Phyllis Wheatley boldly addresses the University of Cambridge in her poem “to The University of Cambridge, In New England.” As a woman, she is not able to attend the university. Furthermore, as an African American she is not able to attend the university. But with profound boldness she addresses them in poetic verse. Wheatley, in a sense, preaches to the students that have the opportunity that was denied her. Wheatley states, “Students, to you ‘tis giv’n to scan the heights / …Improve your privileges while you stay, / …Or good or bad report of you to heav’n. / …Ye blooming plants of human race divine, / An Ethiop tells you ‘tis your greatest foe.” Wheatley tells them that someone from Africa is telling them what to do. She is aware of the expectations of African Americans and women in her society and uses her poetry to combat those expectations.

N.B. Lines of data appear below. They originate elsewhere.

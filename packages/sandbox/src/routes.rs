// ABOUTME: Gateway-relative route table for sandbox lifecycle, proxy and job endpoints
// ABOUTME: Also validates sandbox identifiers and caller paths before they are spliced into a URL

use crate::error::{GatewayError, GatewayResult};

pub const SANDBOXES: &str = "api/v1/sandboxes";

pub const ASR_TASK_START: &str = "api/asr/task/start";
pub const ASR_TASK_FINISH: &str = "api/asr/task/finish";
pub const ASR_TASK_CANCEL: &str = "api/asr/task/cancel";

/// Reject ids that are empty or could escape their path segment
pub fn validate_sandbox_id(sandbox_id: &str) -> GatewayResult<&str> {
    let sandbox_id = sandbox_id.trim();
    if sandbox_id.is_empty() {
        return Err(GatewayError::invalid_request("sandbox_id is required"));
    }
    if !sandbox_id
        .chars()
        .all(|c| c.is_ascii_alphanumeric() || c == '-' || c == '_')
    {
        return Err(GatewayError::invalid_request(format!(
            "sandbox_id contains invalid characters: {}",
            sandbox_id
        )));
    }
    Ok(sandbox_id)
}

/// Accept only a gateway-relative path: no scheme, no authority, no dot segments.
///
/// Returns the path without its leading slashes, ready to join onto the base URL.
pub fn validate_path(path: &str) -> GatewayResult<&str> {
    if path.chars().any(|c| c.is_control()) {
        return Err(GatewayError::invalid_request(
            "path contains control characters",
        ));
    }
    if path.contains('\\') {
        return Err(GatewayError::invalid_request(format!(
            "path contains a backslash: {}",
            path
        )));
    }
    if path.starts_with("//") {
        return Err(GatewayError::invalid_request(format!(
            "path must not name a host: {}",
            path
        )));
    }

    let path = path.trim_start_matches('/');
    let route = path.split(['?', '#']).next().unwrap_or_default();

    if route.split('/').next().is_some_and(|first| first.contains(':')) {
        return Err(GatewayError::invalid_request(format!(
            "path must be relative to the gateway: {}",
            path
        )));
    }

    let escapes = route.split('/').any(|segment| {
        let decoded = segment.to_ascii_lowercase().replace("%2e", ".");
        decoded == "." || decoded == ".."
    });
    if escapes {
        return Err(GatewayError::invalid_request(format!(
            "path must not contain dot segments: {}",
            path
        )));
    }

    Ok(path)
}

pub fn sandbox(sandbox_id: &str) -> String {
    format!("{}/{}", SANDBOXES, sandbox_id)
}

pub fn sandbox_proxy(sandbox_id: &str, path: &str) -> String {
    format!(
        "{}/{}/proxy/{}",
        SANDBOXES,
        sandbox_id,
        path.trim_start_matches('/')
    )
}

pub fn sandbox_websocket(sandbox_id: &str) -> String {
    format!("{}/ws/{}", SANDBOXES, sandbox_id)
}
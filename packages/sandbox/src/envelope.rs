// ABOUTME: Uniform parsed shapes of sandbox gateway replies
// ABOUTME: Sandbox descriptor, raw gateway reply and the success/failure result envelope

use std::collections::HashMap;
use std::fmt;

use serde::{Deserialize, Deserializer, Serialize, Serializer};
use serde_json::{Map, Value};

use crate::error::GatewayError;

/// Business code for a normal reply
pub const SUCCESS_CODE: i64 = 1000;

/// Business code the gateway uses when a sandbox does not exist
pub const NOT_FOUND_CODE: i64 = 4004;

/// Code used for failures produced locally (transport, misuse, configuration)
pub const LOCAL_ERROR_CODE: i64 = -1;

/// Current time as a float UNIX timestamp, the gateway's `created_at` format
pub fn now_timestamp() -> f64 {
    let now = chrono::Utc::now();
    now.timestamp() as f64 + f64::from(now.timestamp_subsec_micros()) / 1_000_000.0
}

/// Runtime state of a sandbox as reported by the gateway
#[derive(Debug, Clone, Copy, PartialEq, Eq, Hash, Default)]
pub enum SandboxStatus {
    Running,
    Exited,
    #[default]
    Unknown,
}

impl SandboxStatus {
    /// Parse a gateway status string; anything unrecognized is `Unknown`
    pub fn parse(value: &str) -> Self {
        match value.trim().to_lowercase().as_str() {
            "running" => SandboxStatus::Running,
            "exited" => SandboxStatus::Exited,
            _ => SandboxStatus::Unknown,
        }
    }

    pub fn as_str(&self) -> &'static str {
        match self {
            SandboxStatus::Running => "running",
            SandboxStatus::Exited => "exited",
            SandboxStatus::Unknown => "unknown",
        }
    }
}

impl fmt::Display for SandboxStatus {
    fn fmt(&self, f: &mut fmt::Formatter<'_>) -> fmt::Result {
        f.write_str(self.as_str())
    }
}

impl Serialize for SandboxStatus {
    fn serialize<S: Serializer>(&self, serializer: S) -> Result<S::Ok, S::Error> {
        serializer.serialize_str(self.as_str())
    }
}

impl<'de> Deserialize<'de> for SandboxStatus {
    fn deserialize<D: Deserializer<'de>>(deserializer: D) -> Result<Self, D::Error> {
        let value = Option::<Value>::deserialize(deserializer)?;
        Ok(match value {
            Some(Value::String(status)) => SandboxStatus::parse(&status),
            _ => SandboxStatus::Unknown,
        })
    }
}

/// Identity and runtime facts about one sandbox
#[derive(Debug, Clone, PartialEq, Serialize)]
pub struct SandboxDescriptor {
    /// Empty until assigned by the gateway
    pub sandbox_id: String,
    pub status: SandboxStatus,
    pub created_at: f64,
    pub ip_address: String,
    /// Gateway-supplied fields not modeled above, passed through verbatim
    #[serde(flatten)]
    pub extra: HashMap<String, Value>,
}

impl SandboxDescriptor {
    const KNOWN_KEYS: [&'static str; 4] = ["sandbox_id", "status", "created_at", "ip_address"];

    /// Descriptor representing "no sandbox data"
    pub fn empty() -> Self {
        Self {
            sandbox_id: String::new(),
            status: SandboxStatus::Unknown,
            created_at: now_timestamp(),
            ip_address: String::new(),
            extra: HashMap::new(),
        }
    }

    /// Build from a gateway `data` payload; missing or mistyped keys take their defaults
    pub fn from_value(value: &Value) -> Self {
        match value {
            Value::Object(map) => Self::from_map(map),
            _ => Self::empty(),
        }
    }

    fn from_map(map: &Map<String, Value>) -> Self {
        let text = |key: &str| {
            map.get(key)
                .and_then(Value::as_str)
                .map(str::to_string)
                .unwrap_or_default()
        };

        let status = map
            .get("status")
            .and_then(Value::as_str)
            .map(SandboxStatus::parse)
            .unwrap_or_default();

        let created_at = map
            .get("created_at")
            .and_then(|v| v.as_f64().or_else(|| v.as_str().and_then(|s| s.parse().ok())))
            .unwrap_or_else(now_timestamp);

        let extra = map
            .iter()
            .filter(|(key, _)| !Self::KNOWN_KEYS.contains(&key.as_str()))
            .map(|(key, value)| (key.clone(), value.clone()))
            .collect();

        Self {
            sandbox_id: text("sandbox_id"),
            status,
            created_at,
            ip_address: text("ip_address"),
            extra,
        }
    }

    pub fn is_empty(&self) -> bool {
        self.sandbox_id.is_empty()
    }
}

impl Default for SandboxDescriptor {
    fn default() -> Self {
        Self::empty()
    }
}

impl<'de> Deserialize<'de> for SandboxDescriptor {
    fn deserialize<D: Deserializer<'de>>(deserializer: D) -> Result<Self, D::Error> {
        let value = Value::deserialize(deserializer)?;
        Ok(Self::from_value(&value))
    }
}

/// Raw decoded gateway reply: `{"code", "message", "data"}` plus the HTTP status
#[derive(Debug, Clone, PartialEq, Serialize, Deserialize)]
pub struct GatewayReply {
    #[serde(skip)]
    pub http_status: u16,
    #[serde(default = "missing_code")]
    pub code: i64,
    #[serde(default, deserialize_with = "null_as_empty")]
    pub message: String,
    #[serde(default)]
    pub data: Value,
}

fn missing_code() -> i64 {
    LOCAL_ERROR_CODE
}

fn null_as_empty<'de, D: Deserializer<'de>>(deserializer: D) -> Result<String, D::Error> {
    Ok(Option::<String>::deserialize(deserializer)?.unwrap_or_default())
}

impl GatewayReply {
    /// HTTP 200 and the normal business code
    pub fn is_success(&self) -> bool {
        self.http_status == 200 && self.code == SUCCESS_CODE
    }

    /// Best available diagnostic for a failed reply
    pub fn diagnostic(&self) -> String {
        if !self.message.trim().is_empty() {
            self.message.clone()
        } else if self.http_status != 200 {
            format!("Gateway returned HTTP {}", self.http_status)
        } else {
            format!("Gateway returned code {}", self.code)
        }
    }
}

/// Outcome of any gateway call
#[derive(Debug, Clone, PartialEq, Serialize, Deserialize)]
pub struct ResultEnvelope {
    pub success: bool,
    pub message: String,
    pub code: i64,
    pub data: SandboxDescriptor,
}

impl ResultEnvelope {
    /// Normalize a decoded reply
    pub fn from_reply(reply: &GatewayReply) -> Self {
        let success = reply.is_success();
        Self {
            success,
            message: if success {
                "Success".to_string()
            } else {
                reply.diagnostic()
            },
            code: reply.code,
            data: SandboxDescriptor::from_value(&reply.data),
        }
    }

    /// Failure produced locally, with no sandbox data
    pub fn failure(message: impl Into<String>) -> Self {
        Self {
            success: false,
            message: message.into(),
            code: LOCAL_ERROR_CODE,
            data: SandboxDescriptor::empty(),
        }
    }

    /// Local failure carrying an error's message
    pub fn from_error(err: &GatewayError) -> Self {
        Self::failure(err.to_string())
    }

    pub fn is_not_found(&self) -> bool {
        self.code == NOT_FOUND_CODE
    }

    /// Sandbox status carried by a successful envelope
    pub fn status(&self) -> SandboxStatus {
        if self.success {
            self.data.status
        } else {
            SandboxStatus::Unknown
        }
    }
}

In contrast, in the poem “On being brought from Africa to America,” Wheatley demonstrates a sense of humility and spirituality. Wheatley addresses her spirituality within the lines of her poetry. She states, “‘Twas mercy brought me from my Pagan land, / Taught my benighted soul to understand / That there’s a God, that there’s a Saviour too: / Once I redemption neither sought nor knew.” The humility of spirituality exemplified in these lines is reflective of the Christian society in which she lived.
In conclusion, Phyllis Wheatley used a mixture of humility and boldness in her poems. Her accomplishments were remarkable. She was a well educated Christian and pioneer of their time. Phyllis Wheatley was the first African American to have been published. Wheatley used her poetic voice to combat the ideas, expectations and values of the society in which she lived.